To give a context, I first got this error:

"You may need an appropriate loader to handle this file type, currently no loaders are configured to process this file. See https://webpack.js.org/concepts#loaders".

I tried to use node-loader but it seems that it did not work or maybe I did not do it properly. I think as you said that I excluded ONNX here:

resolve: {
        alias: {
            api: path.resolve(__dirname, 'api'),
            "sharp$": false,
                        "onnxruntime-node$": false,
},

I am trying to see whether we can solve the "loader" problem in different way.

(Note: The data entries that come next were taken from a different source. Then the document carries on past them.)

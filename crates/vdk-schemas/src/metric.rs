//! The canonical metric catalog.
//!
//! Every numeric column that can appear in the canonical dataset is declared
//! here with a stable order, a CSV label, and the source that owns it. The
//! merged row shape is closed: downstream code addresses columns by [`Metric`]
//! rather than by string, so a misspelled column is a compile error, not a
//! silent gap.

use std::fmt;

use serde::{Deserialize, Serialize};

// ---------------------------------------------------------------------------
// SourceKind
// ---------------------------------------------------------------------------

/// The three upstream tables a metric can originate from.
#[derive(
    Debug, Clone, Copy, PartialEq, Eq, PartialOrd, Ord, Hash, Serialize, Deserialize,
)]
pub enum SourceKind {
    /// Blood-chemistry monitor (continuous).
    Vitals,
    /// Blood-pressure monitor (continuous).
    BloodPressure,
    /// Lab panel (sparse, at most one per calendar day).
    Lab,
}

impl SourceKind {
    pub const ALL: [SourceKind; 3] =
        [SourceKind::Vitals, SourceKind::BloodPressure, SourceKind::Lab];

    /// Canonical source name. Doubles as the input file stem and, for the
    /// continuous sources, the streaming topic name.
    pub fn as_str(self) -> &'static str {
        match self {
            SourceKind::Vitals => "blood_monitoring",
            SourceKind::BloodPressure => "bp_monitoring",
            SourceKind::Lab => "lab_results",
        }
    }

    /// Continuous sources carry a time-of-day; the lab source is date-keyed.
    pub fn is_continuous(self) -> bool {
        !matches!(self, SourceKind::Lab)
    }
}

impl fmt::Display for SourceKind {
    fn fmt(&self, f: &mut fmt::Formatter<'_>) -> fmt::Result {
        f.write_str(self.as_str())
    }
}

// ---------------------------------------------------------------------------
// Metric
// ---------------------------------------------------------------------------

/// One canonical metric column.
///
/// Declaration order is the canonical column order; [`Metric::index`] relies
/// on it.
#[derive(Debug, Clone, Copy, PartialEq, Eq, PartialOrd, Ord, Hash)]
pub enum Metric {
    // blood-chemistry monitor
    BloodGlucose,
    SpO2,
    Ecg,
    Hydration,
    HeartRate,
    RespiratoryRate,
    BodyTemperature,
    // blood-pressure monitor
    SystolicBp,
    DiastolicBp,
    // lab panel
    Hemoglobin,
    Cholesterol,
    PlateletCount,
    WbcCount,
    RbcCount,
    Creatinine,
    Urea,
    Sodium,
    Potassium,
    Calcium,
}

impl Metric {
    /// All metrics in canonical column order: vitals, then blood pressure,
    /// then labs.
    pub const ALL: [Metric; 19] = [
        Metric::BloodGlucose,
        Metric::SpO2,
        Metric::Ecg,
        Metric::Hydration,
        Metric::HeartRate,
        Metric::RespiratoryRate,
        Metric::BodyTemperature,
        Metric::SystolicBp,
        Metric::DiastolicBp,
        Metric::Hemoglobin,
        Metric::Cholesterol,
        Metric::PlateletCount,
        Metric::WbcCount,
        Metric::RbcCount,
        Metric::Creatinine,
        Metric::Urea,
        Metric::Sodium,
        Metric::Potassium,
        Metric::Calcium,
    ];

    /// Number of metric columns in the canonical dataset.
    pub const COUNT: usize = Metric::ALL.len();

    /// Position of this metric in [`Metric::ALL`].
    pub fn index(self) -> usize {
        self as usize
    }

    /// Column label used in the canonical dataset header.
    pub fn label(self) -> &'static str {
        match self {
            Metric::BloodGlucose => "Blood_Glucose",
            Metric::SpO2 => "SpO2",
            Metric::Ecg => "ECG",
            Metric::Hydration => "Hydration",
            Metric::HeartRate => "Heart_Rate",
            Metric::RespiratoryRate => "Respiratory_Rate",
            Metric::BodyTemperature => "Body_Temperature",
            Metric::SystolicBp => "Systolic_BP",
            Metric::DiastolicBp => "Diastolic_BP",
            Metric::Hemoglobin => "Hemoglobin",
            Metric::Cholesterol => "Cholesterol",
            Metric::PlateletCount => "Platelet_Count",
            Metric::WbcCount => "WBC_Count",
            Metric::RbcCount => "RBC_Count",
            Metric::Creatinine => "Creatinine",
            Metric::Urea => "Urea",
            Metric::Sodium => "Sodium",
            Metric::Potassium => "Potassium",
            Metric::Calcium => "Calcium",
        }
    }

    /// The source table this metric originates from.
    pub fn source(self) -> SourceKind {
        match self {
            Metric::BloodGlucose
            | Metric::SpO2
            | Metric::Ecg
            | Metric::Hydration
            | Metric::HeartRate
            | Metric::RespiratoryRate
            | Metric::BodyTemperature => SourceKind::Vitals,
            Metric::SystolicBp | Metric::DiastolicBp => SourceKind::BloodPressure,
            Metric::Hemoglobin
            | Metric::Cholesterol
            | Metric::PlateletCount
            | Metric::WbcCount
            | Metric::RbcCount
            | Metric::Creatinine
            | Metric::Urea
            | Metric::Sodium
            | Metric::Potassium
            | Metric::Calcium => SourceKind::Lab,
        }
    }

    /// Look up a metric by its canonical label (exact match).
    pub fn from_label(label: &str) -> Option<Metric> {
        Metric::ALL.into_iter().find(|m| m.label() == label)
    }

    /// Metrics owned by one source, in canonical order.
    pub fn of_source(kind: SourceKind) -> impl Iterator<Item = Metric> {
        Metric::ALL.into_iter().filter(move |m| m.source() == kind)
    }
}

impl fmt::Display for Metric {
    fn fmt(&self, f: &mut fmt::Formatter<'_>) -> fmt::Result {
        f.write_str(self.label())
    }
}

// ---------------------------------------------------------------------------
// Tests
// ---------------------------------------------------------------------------
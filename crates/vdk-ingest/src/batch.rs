//! Per-patient batch loading.
//!
//! Input layout: one folder per patient under a data root, each folder
//! holding up to three source files named by [`SourceKind::as_str`]
//! (`blood_monitoring.csv`, `bp_monitoring.csv`, `lab_results.csv`). Every
//! file load lands as one record in the run's [`LoadDiagnostics`]; a missing
//! or broken file never aborts the batch.

use std::path::{Path, PathBuf};

use tracing::{info, warn};

use vdk_schemas::{BpReading, LabPanel, PatientId, SourceKind, VitalsReading};

use crate::diagnostics::LoadDiagnostics;
use crate::loader::{self, LoadError, TableLoad};

/// The three source tables for one patient, as far as they loaded. A failed
/// or missing source is simply empty here; the reason lives in the
/// diagnostics.
#[derive(Debug, Clone)]
pub struct PatientSources {
    pub patient: PatientId,
    pub vitals: Vec<VitalsReading>,
    pub bp: Vec<BpReading>,
    pub labs: Vec<LabPanel>,
}

/// File name for one source table inside a patient folder.
pub fn source_file_name(kind: SourceKind) -> String {
    format!("{}.csv", kind.as_str())
}

/// Enumerate patient folders under `root`, sorted by patient id.
///
/// Every direct subdirectory is one patient; its name is the patient id.
/// Fails only when the root itself does not resolve.
pub fn scan_patients(root: &Path) -> Result<Vec<(PatientId, PathBuf)>, LoadError> {
    let entries = std::fs::read_dir(root).map_err(|e| LoadError::SourceUnavailable {
        path: root.display().to_string(),
        reason: e.to_string(),
    })?;

    let mut patients = Vec::new();
    for entry in entries {
        let entry = entry.map_err(|e| LoadError::SourceUnavailable {
            path: root.display().to_string(),
            reason: e.to_string(),
        })?;
        let path = entry.path();
        if path.is_dir() {
            let name = entry.file_name().to_string_lossy().into_owned();
            patients.push((PatientId::new(name), path));
        }
    }
    patients.sort_by(|a, b| a.0.cmp(&b.0));
    Ok(patients)
}

/// Load all three sources from one patient folder, recording one outcome per
/// file in `diag`.
pub fn load_patient_dir(
    patient: &PatientId,
    dir: &Path,
    diag: &mut LoadDiagnostics,
) -> PatientSources {
    let vitals = run_load(
        patient,
        SourceKind::Vitals,
        loader::load_vitals_csv(&dir.join(source_file_name(SourceKind::Vitals))),
        diag,
    );
    let bp = run_load(
        patient,
        SourceKind::BloodPressure,
        loader::load_bp_csv(&dir.join(source_file_name(SourceKind::BloodPressure))),
        diag,
    );
    let labs = run_load(
        patient,
        SourceKind::Lab,
        loader::load_labs_csv(&dir.join(source_file_name(SourceKind::Lab))),
        diag,
    );
    PatientSources {
        patient: patient.clone(),
        vitals,
        bp,
        labs,
    }
}

fn run_load<T>(
    patient: &PatientId,
    source: SourceKind,
    result: Result<TableLoad<T>, LoadError>,
    diag: &mut LoadDiagnostics,
) -> Vec<T> {
    match result {
        Ok(load) => {
            info!(
                patient = %patient,
                source = %source,
                rows = load.rows.len(),
                rows_without_key = load.rows_without_key,
                "source loaded"
            );
            diag.record_loaded(
                patient.clone(),
                source,
                load.rows.len(),
                load.rows_without_key,
            );
            load.rows
        }
        Err(e) => {
            warn!(patient = %patient, source = %source, error = %e, "source skipped");
            diag.record_failure(patient.clone(), source, e.to_string());
            Vec::new()
        }
    }
}

// ---------------------------------------------------------------------------
// Tests
// ---------------------------------------------------------------------------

Anyway, thanks for the hint! I am also currently having a look at this now. I get this when using node-loader:

plugin_com.example.JoplinSummarizeAILocal.js:2 Uncaught Error: node-loader:
Error: dlopen(/Users/billtonhoang/Documents/GitHub/joplin-hahabill/joplin-hahabill-resolved/packages/app-desktop/services/plugins/332b2ce9fd36cb77421d6f263b9d702f.node, 0x0001): tried: '/Users/billtonhoang/Documents/GitHub/joplin-hahabill/joplin-hahabill-resolved/packages/app-desktop/services/plugins/332b2ce9fd36cb77421d6f263b9d702f.node' (no such file), '/System/Volumes/Preboot/Cryptexes/OS/Users/billtonhoang/Documents/GitHub/joplin-hahabill/joplin-hahabill-resolved/packages/app-desktop/services/plugins/332b2ce9fd36cb77421d6f263b9d702f.node' (no such file), '/Users/billtonhoang/Documents/GitHub/joplin-hahabill/joplin-hahabill-resolved/packages/app-desktop/services/plugins/332b2ce9fd36cb77421d6f263b9d702f.node' (no such file)
    at 2303 (plugin_com.example.JoplinSummarizeAILocal.js:2:809185)
    at __webpack_require__ (plugin_com.example.JoplinSummarizeAILocal.js:2:1490686)
    at r (plugin_com.example.JoplinSummarizeAILocal.js:2:12213)
    at 3569 (plugin_com.example.JoplinSummarizeAILocal.js:2:14079)
    at __webpack_require__ (plugin_com.example.JoplinSummarizeAILocal.js:2:1490686)
    at 584 (plugin_com.example.JoplinSummarizeAILocal.js:2:13268)
    at __webpack_require__ (plugin_com.example.JoplinSummarizeAILocal.js:2:1490686)
    at 6524 (plugin_com.example.JoplinSummarizeAILocal.js:2:14697)
    at __webpack_require__ (plugin_com.example.JoplinSummarizeAILocal.js:2:1490686)
    at 3139 (plugin_com.example.JoplinSummarizeAILocal.js:2:953798)